A Prepper's Guide to Q Day
Why Nation-States Won't Wait for a Quantum Computer When Your Offshore Contractor Has Domain Admin
Current quantum computers: ~6,100 physical qubits. Breaking RSA-2048: estimates have dropped from ~20 million physical qubits (2019) to under a million (2025) to under 100,000 using QLDPC architectures (2026) — though the last result assumes hardware parameters nobody has demonstrated at scale and a real-time decoder nobody has built. The gap has narrowed from four orders of magnitude to roughly two, and it is narrowing faster than the comfortable estimates assumed.
NIST published the post-quantum standards in August 2024 — FIPS 203, 204, 205 — and an entire advisory industry has materialized to sell multi-year migration programs for estates that cannot be inventoried, using keys that cannot be located, on systems nobody knows they own. Before we go further: PQC is not quantum computing. Quantum computing is an emerging technology with standard adoption gates. PQC is the next iteration of the same cryptographic modernization that moved the enterprise from DES to AES, SHA-1 to SHA-256, TLS 1.0 to 1.3 — operational plumbing, not a speculative technology bet. The algorithms are standardized; the migration belongs in the CISO’s portfolio, not an emerging technology incubator.
The Test Nobody Applies
The PQC sales cycle runs on a single premise: adversaries are harvesting your encrypted traffic and will decrypt it when quantum computers mature. The premise is correct. The conclusion — that everything needs to migrate immediately and uniformly — does not follow, because it skips a triage step the discourse never performs.

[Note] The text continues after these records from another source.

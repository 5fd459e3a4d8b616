pub mod db;
pub mod entities;
pub mod error;
pub mod services;

pub use error::{ServiceError, ServiceResult};
impl EnrollmentService {
    /// Adds a course to the student's KRS as a pending entry. Prerequisites
    /// and credit limits are left to the approver. The unique index on
    /// (student, course, semester, academic year) rejects duplicates.
    pub async fn add(
        db: &DatabaseConnection,
        student: &students::Model,
        new: NewEnrollment,
    ) -> ServiceResult<enrollments::Model> {
        let academic_year = new.academic_year.trim();
        validate_term(new.semester, academic_year)?;
        let course = CourseService::get(db, new.course_id).await?;

        let now = Utc::now();
        let enrollment = enrollments::Entity::insert(enrollments::ActiveModel {
            id: Set(Uuid::new_v4()),
            student_id: Set(student.id),
            course_id: Set(course.id),
            semester: Set(new.semester),
            academic_year: Set(academic_year.to_string()),
            status: Set(EnrollmentStatus::Pending),
            approval_status: Set(ApprovalStatus::Pending),
            approved_by: Set(None),
            approved_at: Set(None),
            rejection_reason: Set(None),
            created_at: Set(now),
            updated_at: Set(now),
        })
        .exec_with_returning(db)
        .await?;

        log::info!(
            "Student {} added {} to KRS {} semester {}",
            student.nim,
            course.code,
            enrollment.academic_year,
            enrollment.semester
        );
        Ok(enrollment)
    }

    /// Removes a KRS entry that has not been approved
    pub async fn withdraw(
        db: &DatabaseConnection,
        student: &students::Model,
        enrollment_id: Uuid,
    ) -> ServiceResult<()> {
        let enrollment = enrollments::Entity::find_by_id(enrollment_id)
            .one(db)
            .await?
            .ok_or_else(|| ServiceError::not_found("KRS entry not found"))?;

        if enrollment.student_id != student.id {
            return Err(ServiceError::forbidden("this KRS entry belongs to another student"));
        }
        if enrollment.approval_status == ApprovalStatus::Approved {
            return Err(ServiceError::conflict(
                "approved KRS entries cannot be withdrawn",
            ));
        }

        // Conditional so an approval landing in between wins
        let result = enrollments::Entity::delete_many()
            .filter(enrollments::Column::Id.eq(enrollment_id))
            .filter(enrollments::Column::ApprovalStatus.ne(ApprovalStatus::Approved))
            .exec(db)
            .await?;
        if result.rows_affected == 0 {
            return Err(ServiceError::conflict(
                "approved KRS entries cannot be withdrawn",
            ));
        }

        log::info!("Student {} withdrew KRS entry {enrollment_id}", student.nim);
        Ok(())
    }

    pub async fn list_mine(
        db: &DatabaseConnection,
        student: &students::Model,
        semester: Option<i32>,
        academic_year: Option<&str>,
    ) -> ServiceResult<Vec<EnrollmentEntry>> {
        let mut query = enrollments::Entity::find()
            .find_also_related(courses::Entity)
            .filter(enrollments::Column::StudentId.eq(student.id));

        if let Some(semester) = semester {
            query = query.filter(enrollments::Column::Semester.eq(semester));
        }
        if let Some(academic_year) = academic_year {
            query = query.filter(enrollments::Column::AcademicYear.eq(academic_year));
        }

        let rows = query
            .order_by_desc(enrollments::Column::AcademicYear)
            .order_by_desc(enrollments::Column::Semester)
            .order_by_asc(enrollments::Column::CreatedAt)
            .all(db)
            .await?;

        Ok(rows
            .into_iter()
            .filter_map(|(enrollment, course)| {
                course.map(|course| EnrollmentEntry {
                    enrollment,
                    course_code: course.code,
                    course_name: course.name,
                    credits: course.credits,
                })
            })
            .collect())
    }

    /// Courses open to the student's semester that are not yet in their KRS
    /// for that term
    pub async fn available_courses(
        db: &DatabaseConnection,
        student: &students::Model,
        semester: i32,
        academic_year: &str,
    ) -> ServiceResult<Vec<courses::Model>> {
        let academic_year = academic_year.trim();
        validate_term(semester, academic_year)?;

        let taken: Vec<Uuid> = enrollments::Entity::find()
            .select_only()
            .column(enrollments::Column::CourseId)
            .filter(enrollments::Column::StudentId.eq(student.id))
            .filter(enrollments::Column::Semester.eq(semester))
            .filter(enrollments::Column::AcademicYear.eq(academic_year))
            .into_tuple()
            .all(db)
            .await?;

        let mut query = courses::Entity::find().filter(courses::Column::Semester.lte(semester));
        if !taken.is_empty() {
            query = query.filter(courses::Column::Id.is_not_in(taken));
        }

        Ok(query
            .order_by_asc(courses::Column::Semester)
            .order_by_asc(courses::Column::Code)
            .all(db)
            .await?)
    }

    /// Every pending entry of the lecturer's advisees
    pub async fn pending_for_advisor(
        db: &DatabaseConnection,
        lecturer: &lecturers::Model,
    ) -> ServiceResult<Vec<PendingEnrollment>> {
        let pending = enrollments::Entity::find()
            .join(JoinType::InnerJoin, enrollments::Relation::Students.def())
            .filter(students::Column::AdvisorId.eq(lecturer.id))
            .filter(enrollments::Column::ApprovalStatus.eq(ApprovalStatus::Pending))
            .order_by_asc(enrollments::Column::CreatedAt)
            .all(db)
            .await?;

        Ok(Self::with_details(db, pending).await?)
    }

    /// Pending entries of students in the head's department, one page at a
    /// time
    pub async fn pending_for_department(
        db: &DatabaseConnection,
        head: &department_heads::Model,
        semester: Option<i32>,
        academic_year: Option<&str>,
        page: PageRequest,
    ) -> ServiceResult<Page<PendingEnrollment>> {
        let mut query = enrollments::Entity::find()
            .join(JoinType::InnerJoin, enrollments::Relation::Students.def())
            .filter(students::Column::Department.eq(head.department.as_str()))
            .filter(enrollments::Column::ApprovalStatus.eq(ApprovalStatus::Pending));

        if let Some(semester) = semester {
            query = query.filter(enrollments::Column::Semester.eq(semester));
        }
        if let Some(academic_year) = academic_year {
            query = query.filter(enrollments::Column::AcademicYear.eq(academic_year));
        }

        let query = query.order_by_asc(enrollments::Column::CreatedAt);
        let total = query.clone().count(db).await?;
        let pending = query.paginate(db, page.limit).fetch_page(page.index()).await?;

        Ok(Page {
            items: Self::with_details(db, pending).await?,
            request: page,
            total,
        })
    }

    /// Batch-loads the students and courses of a set of entries
    async fn with_details(
        db: &impl ConnectionTrait,
        pending: Vec<enrollments::Model>,
    ) -> Result<Vec<PendingEnrollment>, DbErr> {
        if pending.is_empty() {
            return Ok(vec![]);
        }

        let student_ids: Vec<Uuid> = pending.iter().map(|e| e.student_id).collect();
        let course_ids: Vec<Uuid> = pending.iter().map(|e| e.course_id).collect();

        let students: HashMap<Uuid, students::Model> = students::Entity::find()
            .filter(students::Column::Id.is_in(student_ids))
            .all(db)
            .await?
            .into_iter()
            .map(|student| (student.id, student))
            .collect();

        let courses: HashMap<Uuid, courses::Model> = courses::Entity::find()
            .filter(courses::Column::Id.is_in(course_ids))
            .all(db)
            .await?
            .into_iter()
            .map(|course| (course.id, course))
            .collect();

        Ok(pending
            .into_iter()
            .filter_map(|enrollment| {
                let student = students.get(&enrollment.student_id)?;
                let course = courses.get(&enrollment.course_id)?;
                Some(PendingEnrollment {
                    student_nim: student.nim.clone(),
                    student_name: student.name.clone(),
                    course_code: course.code.clone(),
                    course_name: course.name.clone(),
                    credits: course.credits,
                    enrollment,
                })
            })
            .collect())
    }

    /// Approves or rejects a pending KRS entry. Decided entries are terminal;
    /// the update only applies while the entry is still pending, so of two
    /// concurrent decisions exactly one wins and the other gets `Conflict`.
    pub async fn process_approval(
        db: &DatabaseConnection,
        approver: Approver<'_>,
        enrollment_id: Uuid,
        action: ApprovalAction,
        rejection_reason: Option<&str>,
    ) -> ServiceResult<DecidedEnrollment> {
        let (enrollment, student) = enrollments::Entity::find_by_id(enrollment_id)
            .find_also_related(students::Entity)
            .one(db)
            .await?
            .ok_or_else(|| ServiceError::not_found("KRS entry not found"))?;
        let student = student.ok_or_else(|| ServiceError::not_found("student not found"))?;

        if !approver.may_decide_for(&student) {
            return Err(ServiceError::forbidden(match approver {
                Approver::Advisor(_) => "you are not the advisor of this student",
                Approver::DepartmentHead(_) => "this student is not in your department",
            }));
        }

        let decision = decide(enrollment.approval_status, action, rejection_reason)?;
        let now = Utc::now();

        let result = enrollments::Entity::update_many()
            .col_expr(enrollments::Column::Status, Expr::value(decision.status))
            .col_expr(
                enrollments::Column::ApprovalStatus,
                Expr::value(decision.approval_status),
            )
            .col_expr(enrollments::Column::ApprovedBy, Expr::value(approver.user_id()))
            .col_expr(enrollments::Column::ApprovedAt, Expr::value(now))
            .col_expr(
                enrollments::Column::RejectionReason,
                Expr::value(decision.rejection_reason),
            )
            .col_expr(enrollments::Column::UpdatedAt, Expr::value(now))
            .filter(enrollments::Column::Id.eq(enrollment_id))
            .filter(enrollments::Column::ApprovalStatus.eq(ApprovalStatus::Pending))
            .exec(db)
            .await?;

        if result.rows_affected == 0 {
            return Err(ServiceError::conflict("KRS entry has already been decided"));
        }

        let enrollment = enrollments::Entity::find_by_id(enrollment_id)
            .one(db)
            .await?
            .ok_or_else(|| ServiceError::not_found("KRS entry not found"))?;
        let course = CourseService::get(db, enrollment.course_id).await?;

        log::info!(
            "KRS entry {} of {} for {} {}",
            enrollment.id,
            student.nim,
            course.code,
            action
        );

        Ok(DecidedEnrollment {
            enrollment,
            student,
            course,
        })
    }

    /// Students holding an approved entry for the course, ordered by NIM
    pub async fn approved_students(
        db: &DatabaseConnection,
        course_id: Uuid,
    ) -> ServiceResult<Vec<students::Model>> {
        let student_ids: Vec<Uuid> = enrollments::Entity::find()
            .select_only()
            .column(enrollments::Column::StudentId)
            .filter(enrollments::Column::CourseId.eq(course_id))
            .filter(enrollments::Column::ApprovalStatus.eq(ApprovalStatus::Approved))
            .distinct()
            .into_tuple()
            .all(db)
            .await?;

        if student_ids.is_empty() {
            return Ok(vec![]);
        }

        Ok(students::Entity::find()
            .filter(students::Column::Id.is_in(student_ids))
            .order_by_asc(students::Column::Nim)
            .all(db)
            .await?)
    }

    /// Students in a class the lecturer teaches
    pub async fn class_students(
        db: &DatabaseConnection,
        lecturer: &lecturers::Model,
        course_id: Uuid,
    ) -> ServiceResult<Vec<students::Model>> {
        let course = AccessService::teaching_course(db, lecturer, course_id).await?;
        Self::approved_students(db, course.id).await
    }

    /// Most recent approved entry of the student for the course
    pub async fn latest_approved(
        db: &DatabaseConnection,
        student_id: Uuid,
        course_id: Uuid,
    ) -> ServiceResult<Option<enrollments::Model>> {
        Ok(enrollments::Entity::find()
            .filter(enrollments::Column::StudentId.eq(student_id))
            .filter(enrollments::Column::CourseId.eq(course_id))
            .filter(enrollments::Column::ApprovalStatus.eq(ApprovalStatus::Approved))
            .order_by_desc(enrollments::Column::AcademicYear)
            .order_by_desc(enrollments::Column::Semester)
            .one(db)
            .await?)
    }
}
use models::status::RecordStatus;
use sea_orm::entity::prelude::*;
use serde::{Deserialize, Serialize};

/// Head of a department (kajur)
#[derive(Clone, Debug, PartialEq, DeriveEntityModel, Serialize, Deserialize)]
#[sea_orm(table_name = "department_heads")]
pub struct Model {
    #[sea_orm(primary_key, auto_increment = false)]
    pub id: Uuid,
    #[sea_orm(unique)]
    pub user_id: Uuid,
    #[sea_orm(unique)]
    pub nidn: String,
    pub name: String,
    #[sea_orm(unique)]
    pub email: String,
    pub department: String,
    pub status: RecordStatus,
    pub created_at: DateTimeUtc,
    pub updated_at: DateTimeUtc,
}

#[derive(Copy, Clone, Debug, EnumIter, DeriveRelation)]
pub enum Relation {
    #[sea_orm(
        belongs_to = "super::users::Entity",
        from = "Column::UserId",
        to = "super::users::Column::Id",
        on_delete = "Cascade"
    )]
    Users,
}

impl Related<super::users::Entity> for Entity {
    fn to() -> RelationDef {
        Relation::Users.def()
    }
}

impl ActiveModelBehavior for ActiveModel {}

Data is genuinely HNDL-susceptible only at the intersection of three conditions: it retains long-lived value, and it can only be obtained in encrypted form, and it is worth quantum decryption when cheaper access paths exist. Each conjunction shrinks the true exposure. Most enterprise data fails at least one. A retail payment transaction fails the first: its value decays in months. An internal database fails the second: the adversary reaches it through an overprivileged service account. A classified weapons design with air-gapped key custody passes all three — and belongs on a compressed PQC timeline today.
Everything that follows applies this test.
Confidentiality in Transit
This is the bulk “nation-states are harvesting your TLS traffic” narrative that drives most PQC urgency. Signature ecosystems, data-at-rest, and crypto-native forgery are different failure modes with different timelines; they appear under exceptions below.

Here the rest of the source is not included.